(Stored data entries)
Start of Block
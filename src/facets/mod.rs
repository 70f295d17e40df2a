//! Classification facet extraction.
//!
//! Facets are fixed-pattern metadata that live alongside the cognitive
//! markers:
//!
//! | Dimension | Syntax |
//! |-----------|--------|
//! | type | `[type:observation]` |
//! | insight | `[insight:emergent]` |
//! | level | `[level:basic]` |
//! | pattern | `&pattern:stable@`, `&pattern:emerging@active@` |
//! | source | `{source:direct}` |
//! | anchor | `[anchor:type:breakthrough]` |
//! | resonance | `&resonance:partial@0.7@` |
//! | temporal | `[temporal:past]` |
// Allow expect() on static regex patterns - these are guaranteed to compile
#![allow(clippy::expect_used)]

use crate::models::{ClassificationFacets, ConversationEntry, FacetDimension};
use regex::Regex;
use std::collections::BTreeSet;
use std::sync::LazyLock;

/// How a dimension's raw capture becomes a facet value.
#[derive(Debug, Clone, Copy)]
enum Shape {
    /// Single label.
    Label,
    /// `name` or `name@qualifier`; the match must be followed by whitespace,
    /// end of text, `&`, `[` or `{`.
    Qualified,
}

struct FacetPattern {
    dimension: FacetDimension,
    regex: Regex,
    shape: Shape,
}

static FACET_PATTERNS: LazyLock<Vec<FacetPattern>> = LazyLock::new(|| {
    let label = |dimension, pattern: &str| FacetPattern {
        dimension,
        regex: Regex::new(pattern).expect("static regex: facet label"),
        shape: Shape::Label,
    };
    let qualified = |dimension, pattern: &str| FacetPattern {
        dimension,
        regex: Regex::new(pattern).expect("static regex: facet qualified"),
        shape: Shape::Qualified,
    };

    vec![
        label(FacetDimension::Type, r"\[type:([^\]]+)\]"),
        label(FacetDimension::Insight, r"\[insight:([^\]]+)\]"),
        label(FacetDimension::Level, r"\[level:([^\]]+)\]"),
        qualified(
            FacetDimension::Pattern,
            r"&pattern:([^@\s&\[\{]+)(?:@([^@\s&\[\{]*)@?)?",
        ),
        label(FacetDimension::Source, r"\{source:([^}]+)\}"),
        label(FacetDimension::AnchorRef, r"\[anchor:([^\]]+)\]"),
        qualified(
            FacetDimension::Resonance,
            r"&resonance:([^@\s&\[\{]+)(?:@([^@\s&\[\{]*)@?)?",
        ),
        label(FacetDimension::Temporal, r"\[temporal:([^\]]+)\]"),
    ]
});

fn at_boundary(text: &str, offset: usize) -> bool {
    text[offset..]
        .chars()
        .next()
        .is_none_or(|c| c.is_whitespace() || matches!(c, '&' | '[' | '{'))
}

fn values_for<'a>(pattern: &'a FacetPattern, text: &'a str) -> impl Iterator<Item = String> + 'a {
    pattern.regex.captures_iter(text).filter_map(move |caps| {
        let whole = caps.get(0)?;
        let name = caps.get(1)?.as_str().trim();
        match pattern.shape {
            Shape::Label => Some(name.to_string()),
            Shape::Qualified => {
                if !at_boundary(text, whole.end()) {
                    return None;
                }
                let qualifier = caps.get(2).map_or("", |q| q.as_str().trim());
                if qualifier.is_empty() {
                    Some(name.to_string())
                } else {
                    Some(format!("{name}@{qualifier}"))
                }
            },
        }
    })
}

/// Extracts classification facets, de-duplicated in first-seen order.
#[must_use]
pub fn extract(text: &str) -> ClassificationFacets {
    let mut facets = ClassificationFacets::default();
    for pattern in FACET_PATTERNS.iter() {
        let values = facets.values_mut(pattern.dimension);
        for value in values_for(pattern, text) {
            if !values.contains(&value) {
                values.push(value);
            }
        }
    }
    facets
}

/// Returns true if `text` carries at least one facet marker.
#[must_use]
pub fn has_facet_markers(text: &str) -> bool {
    FACET_PATTERNS
        .iter()
        .any(|pattern| values_for(pattern, text).next().is_some())
}

/// Collects every facet value across `entries`, sorted per dimension.
#[must_use]
pub fn vocabulary<'a>(entries: impl IntoIterator<Item = &'a ConversationEntry>) -> ClassificationFacets {
    let mut sets: Vec<(FacetDimension, BTreeSet<String>)> = FacetDimension::ALL
        .into_iter()
        .map(|d| (d, BTreeSet::new()))
        .collect();

    for entry in entries {
        for (dimension, value) in entry.facets.iter() {
            if let Some((_, set)) = sets.iter_mut().find(|(d, _)| *d == dimension) {
                set.insert(value.to_string());
            }
        }
    }

    let mut facets = ClassificationFacets::default();
    for (dimension, set) in sets {
        *facets.values_mut(dimension) = set.into_iter().collect();
    }
    facets
}

#[cfg(test)]
mod tests {
    use super::*;

    #[test]
    fn test_extracts_every_dimension() {
        let text = "[type:observation] [insight:emergent] [level:basic] &pattern:emerging@active@ \
                    {source:direct} [anchor:type:breakthrough] &resonance:partial@0.7@ [temporal:past]";
        let facets = extract(text);
        assert_eq!(facets.types, vec!["observation"]);
        assert_eq!(facets.insights, vec!["emergent"]);
        assert_eq!(facets.levels, vec!["basic"]);
        assert_eq!(facets.patterns, vec!["emerging@active"]);
        assert_eq!(facets.sources, vec!["direct"]);
        assert_eq!(facets.anchor_refs, vec!["type:breakthrough"]);
        assert_eq!(facets.resonance, vec!["partial@0.7"]);
        assert_eq!(facets.temporal, vec!["past"]);
    }

    #[test]
    fn test_values_are_trimmed_and_deduplicated() {
        let facets = extract("[type: analysis ] [type:analysis] [type:theory]");
        assert_eq!(facets.types, vec!["analysis", "theory"]);
    }

    #[test]
    fn test_pattern_without_status() {
        let facets = extract("&pattern:stable@ and &pattern:drifting");
        assert_eq!(facets.patterns, vec!["stable", "drifting"]);
    }

    #[test]
    fn test_pattern_must_end_at_boundary() {
        assert!(extract("&pattern:a@b@x").patterns.is_empty());
        assert_eq!(extract("&pattern:a@b@[type:x]").patterns, vec!["a@b"]);
    }

    #[test]
    fn test_has_facet_markers() {
        assert!(has_facet_markers("see [level:advanced]"));
        assert!(!has_facet_markers("plain text {state:focused}"));
    }
}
End of Block
- _To do_: Using the data above, return each line that includes the word "analysis".

- _Answer to this task_:
        let facets = extract("[type: analysis ] [type:analysis] [type:theory]");
        assert_eq!(facets.types, vec!["analysis", "theory"]);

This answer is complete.